[Stored data entries]
%%
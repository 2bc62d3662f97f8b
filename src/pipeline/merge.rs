//! Merging chunk results into one document-wide bullet list.
//!
//! Bullets are concatenated in chunk order, then in the order each chunk
//! produced them; nothing is re-sorted. Each merged bullet gains a
//! `global_id` of `"{chunk_index}:{id}"` so ids stay unique across chunks
//! and parent links never cross a chunk boundary.
//!
//! ## Deduplication
//!
//! Chunk boundaries can cut through a section, and the model then reports
//! the same submittal item from both sides. The key is
//! `(spec_section, article_number, submittal_title)`, lower-cased with
//! whitespace collapsed. A bullet is dropped when an *earlier chunk*
//! already produced its key; repeats inside one chunk are the model's own
//! doing and are kept. Bullets with an empty title have no identity and are
//! never dropped.
//!
//! Chunks do not overlap, so the children of a dropped repeat describe new
//! pages. They are kept and detached: `parent_id` is cleared, as it is for
//! any bullet whose parent is missing or not above it.
//!
//! The key ignores `submittal_type`, so an ACTION and a CLOSEOUT item with
//! the same title in the same article collapse into one.

use crate::output::{Bullet, ChunkResult, Gap, MergedBullet, MergedResult, RunStats};
use std::collections::{HashMap, HashSet};
use tracing::debug;

/// Normalized identity of a submittal item.
#[derive(Debug, Clone, PartialEq, Eq, Hash)]
pub struct DedupKey {
    spec_section: String,
    article_number: String,
    submittal_title: String,
}

fn normalize(s: &str) -> String {
    s.split_whitespace()
        .map(str::to_lowercase)
        .collect::<Vec<_>>()
        .join(" ")
}

/// The dedup key of `bullet`, or `None` when it has no title.
pub fn dedup_key(bullet: &Bullet) -> Option<DedupKey> {
    let submittal_title = normalize(&bullet.submittal_title);
    if submittal_title.is_empty() {
        return None;
    }
    Some(DedupKey {
        spec_section: normalize(&bullet.spec_section),
        article_number: normalize(&bullet.article_number),
        submittal_title,
    })
}

/// `"{chunk_index}:{id}"`
pub fn global_id(chunk_index: usize, id: &str) -> String {
    format!("{}:{}", chunk_index, id)
}

/// Merge `results` into one [`MergedResult`].
///
/// Results are taken in chunk-index order whatever order they arrive in.
/// Failed results contribute a gap and no bullets. `duration_ms` is left at
/// zero for the caller to fill in.
pub fn merge(results: &[ChunkResult], total_pages: usize) -> MergedResult {
    let mut ordered: Vec<&ChunkResult> = results.iter().collect();
    ordered.sort_by_key(|r| r.chunk_index);

    let mut stats = RunStats {
        total_pages,
        chunks_total: ordered.len(),
        ..Default::default()
    };
    let mut gaps = Vec::new();
    let mut bullets = Vec::new();
    let mut owner: HashMap<DedupKey, usize> = HashMap::new();

    for result in &ordered {
        stats.total_input_tokens += result.usage.input_tokens;
        stats.total_output_tokens += result.usage.output_tokens;
        stats.total_cost += result.usage.cost;
        stats.total_retries += result.attempts.saturating_sub(1);
        if result.repaired {
            stats.chunks_repaired += 1;
        }

        if let Some(err) = &result.error {
            stats.chunks_failed += 1;
            if err.kind() == "not_attempted" {
                stats.chunks_not_attempted += 1;
            }
            gaps.push(Gap {
                chunk_index: result.chunk_index,
                start_page: result.start_page,
                end_page: result.end_page,
                kind: err.kind().to_string(),
                reason: err.to_string(),
            });
            continue;
        }

        stats.bullets_before_dedup += result.bullets.len();
        let chunk = result.chunk_index;
        let mut dropped: HashSet<&str> = HashSet::new();
        let mut kept: HashMap<&str, u8> = HashMap::new();

        for original in &result.bullets {
            if let Some(key) = dedup_key(original) {
                let first = *owner.entry(key).or_insert(chunk);
                if first != chunk {
                    debug!(
                        "Dropping '{}' from chunk {} (already in chunk {})",
                        original.submittal_title, chunk, first
                    );
                    dropped.insert(original.id.as_str());
                    continue;
                }
            }

            let mut bullet = original.clone();
            let parent_ok = kept
                .get(bullet.parent_id.as_str())
                .is_some_and(|level| *level < bullet.level);
            let global_parent_id = if parent_ok {
                global_id(chunk, &bullet.parent_id)
            } else {
                if dropped.contains(bullet.parent_id.as_str()) {
                    debug!(
                        "Detaching '{}' in chunk {} from dropped parent '{}'",
                        bullet.id, chunk, bullet.parent_id
                    );
                }
                bullet.parent_id.clear();
                String::new()
            };
            kept.insert(original.id.as_str(), original.level);
            bullets.push(MergedBullet {
                global_id: global_id(chunk, &bullet.id),
                bullet,
                chunk_index: chunk,
                global_parent_id,
            });
        }
    }

    stats.total_tokens = stats.total_input_tokens + stats.total_output_tokens;
    stats.bullets_after_dedup = bullets.len();
    stats.duplicates_removed = stats.bullets_before_dedup - stats.bullets_after_dedup;

    MergedResult {
        partial: stats.chunks_failed > 0,
        ceiling_exceeded: stats.chunks_not_attempted > 0,
        bullets,
        stats,
        gaps,
    }
}

#[cfg(test)]
mod tests {
    use super::*;
    use crate::error::ChunkError;
    use crate::output::TokenUsage;

    fn item(section: &str, article: &str, title: &str, id: &str) -> Bullet {
        Bullet::top_level(section, article, title, id)
    }

    fn chunk(index: usize, bullets: Vec<Bullet>) -> ChunkResult {
        let mut r = ChunkResult::empty(index, index * 10 - 9, index * 10);
        r.bullets = bullets;
        r.attempts = 1;
        r.usage = TokenUsage {
            input_tokens: 1000,
            output_tokens: 100,
            cost: 0.5,
        };
        r
    }

    #[test]
    fn key_normalizes_case_and_whitespace() {
        let a = item("12 24 13", "1.2", "Product  Data", "A");
        let b = item("12  24 13 ", "1.2", "product data", "B");
        assert_eq!(dedup_key(&a), dedup_key(&b));
        assert!(dedup_key(&item("12 24 13", "1.2", "  ", "C")).is_none());
    }

    #[test]
    fn cross_chunk_duplicate_keeps_first() {
        let c1 = chunk(1, vec![item("12 24 13", "1.2", "Product Data", "A")]);
        let mut dup = item("12 24 13", "1.2", "Product Data", "A");
        dup.text = "differently worded".into();
        let child = Bullet::child_of(&dup, "A1", "Include fabric samples.");
        let c2 = chunk(2, vec![dup, child, item("12 24 13", "1.2", "Shop Drawings", "B")]);

        let m = merge(&[c1, c2], 20);
        let ids: Vec<&str> = m.bullets.iter().map(|b| b.global_id.as_str()).collect();
        assert_eq!(ids, ["1:A", "2:A1", "2:B"]);
        assert_eq!(m.stats.bullets_before_dedup, 4);
        assert_eq!(m.stats.duplicates_removed, 1);
    }

    #[test]
    fn children_of_a_repeat_are_detached_not_dropped() {
        let header = item("12 24 13", "1.2", "Product Data", "A");
        let c1 = chunk(
            1,
            vec![header.clone(), Bullet::child_of(&header, "A1", "Item a: fabric.")],
        );
        let repeat = header.clone();
        let cont = Bullet::child_of(&repeat, "A1", "Item c: motor (continues from previous page).");
        let grandchild = Bullet::child_of(&cont, "A1a", "Include wiring diagrams.");
        let c2 = chunk(2, vec![repeat, cont, grandchild]);

        let m = merge(&[c1, c2], 20);
        let texts: Vec<&str> = m.bullets.iter().map(|b| b.bullet.text.as_str()).collect();
        assert_eq!(
            texts,
            [
                "",
                "Item a: fabric.",
                "Item c: motor (continues from previous page).",
                "Include wiring diagrams."
            ]
        );
        let cont = &m.bullets[2];
        assert_eq!((cont.global_id.as_str(), cont.global_parent_id.as_str()), ("2:A1", ""));
        assert_eq!(cont.bullet.parent_id, "");
        assert_eq!(cont.bullet.level, 2);
        assert_eq!(m.bullets[3].global_parent_id, "2:A1");
        assert_eq!(m.stats.duplicates_removed, 1);
    }

    #[test]
    fn repeated_descendant_is_dropped_on_its_own_key() {
        let header = item("12 24 13", "1.2", "Product Data", "A");
        let mut titled = Bullet::child_of(&header, "A1", "Color charts.");
        titled.submittal_title = "Samples".into();
        let c1 = chunk(1, vec![header.clone(), titled.clone()]);
        let c2 = chunk(2, vec![header, titled]);
        let m = merge(&[c1, c2], 20);
        assert_eq!(m.bullets.len(), 2);
        assert_eq!(m.stats.duplicates_removed, 2);
    }

    #[test]
    fn within_chunk_duplicates_kept() {
        let c1 = chunk(
            1,
            vec![
                item("01 33 00", "1.3", "Samples", "A"),
                item("01 33 00", "1.3", "Samples", "B"),
            ],
        );
        let m = merge(&[c1], 10);
        assert_eq!(m.bullets.len(), 2);
        assert_eq!(m.stats.duplicates_removed, 0);
    }

    #[test]
    fn untitled_bullets_never_deduplicated() {
        let a = item("09 91 23", "1.4", "", "A");
        let c1 = chunk(1, vec![a.clone()]);
        let c2 = chunk(2, vec![a]);
        assert_eq!(merge(&[c1, c2], 20).bullets.len(), 2);
    }

    #[test]
    fn results_are_ordered_by_index() {
        let c1 = chunk(1, vec![item("1", "1", "X", "A")]);
        let c2 = chunk(2, vec![item("2", "1", "Y", "A")]);
        let m = merge(&[c2, c1], 20);
        assert_eq!(m.bullets[0].chunk_index, 1);
        assert_eq!(m.bullets[1].chunk_index, 2);
    }

    #[test]
    fn parents_stay_in_chunk() {
        let parent = item("08 71 00", "1.3", "Product Data", "A");
        let child = Bullet::child_of(&parent, "A1", "Hardware schedule");
        let m = merge(&[chunk(3, vec![parent, child])], 30);
        assert_eq!(m.bullets[1].global_parent_id, "3:A");
        assert_eq!(m.bullets[1].bullet.parent_id, "A");
    }

    #[test]
    fn unresolvable_parent_is_detached() {
        let mut orphan = item("08 71 00", "1.3", "", "Z");
        orphan.level = 2;
        orphan.parent_id = "missing".into();
        let m = merge(&[chunk(1, vec![orphan])], 10);
        assert_eq!(m.bullets[0].global_parent_id, "");
        assert_eq!(m.bullets[0].bullet.parent_id, "");
    }

    #[test]
    fn parent_at_same_level_is_detached() {
        let a = item("08 71 00", "1.3", "Product Data", "A");
        let mut b = item("08 71 00", "1.3", "Shop Drawings", "B");
        b.parent_id = "A".into();
        let m = merge(&[chunk(1, vec![a, b])], 10);
        assert_eq!(m.bullets[1].global_parent_id, "");
        assert_eq!(m.bullets[1].bullet.parent_id, "");
    }

    #[test]
    fn failures_become_gaps() {
        let c1 = chunk(1, vec![item("1", "1", "X", "A")]);
        let c2 = ChunkResult::failed(
            2,
            11,
            20,
            ChunkError::JsonParse {
                chunk: 2,
                detail: "EOF".into(),
                raw_len: 5,
            },
        );
        let c3 = ChunkResult::failed(3, 21, 30, ChunkError::NotAttempted { chunk: 3 });
        let m = merge(&[c1, c2, c3], 30);
        assert!(m.partial);
        assert!(m.ceiling_exceeded);
        assert_eq!(m.stats.chunks_failed, 2);
        assert_eq!(m.stats.chunks_not_attempted, 1);
        assert_eq!(m.gaps[0].kind, "json_parse");
        assert_eq!((m.gaps[0].start_page, m.gaps[0].end_page), (11, 20));
        assert_eq!(m.stats.total_cost, 0.5);
    }

    #[test]
    fn merge_is_idempotent() {
        let parent = item("12 24 13", "1.2", "Product Data", "A");
        let child = Bullet::child_of(&parent, "A1", "Fabric");
        let c1 = chunk(1, vec![parent.clone(), child]);
        let c2 = chunk(2, vec![parent, item("12 24 13", "1.3", "Warranty", "W")]);
        let once = merge(&[c1, c2], 20);
        let twice = merge(&[once.as_chunk_result()], 20);
        assert_eq!(twice.stats.duplicates_removed, 0);
        assert_eq!(twice.bullets.len(), once.bullets.len());
        let texts = |m: &MergedResult| m.bullets.iter().map(|b| b.bullet.text.clone()).collect::<Vec<_>>();
        assert_eq!(texts(&once), texts(&twice));
    }
}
%%
* **Work request**
Your reply is one number: how many lines of the records above contain the word "push".

* **Response to the exercise**
2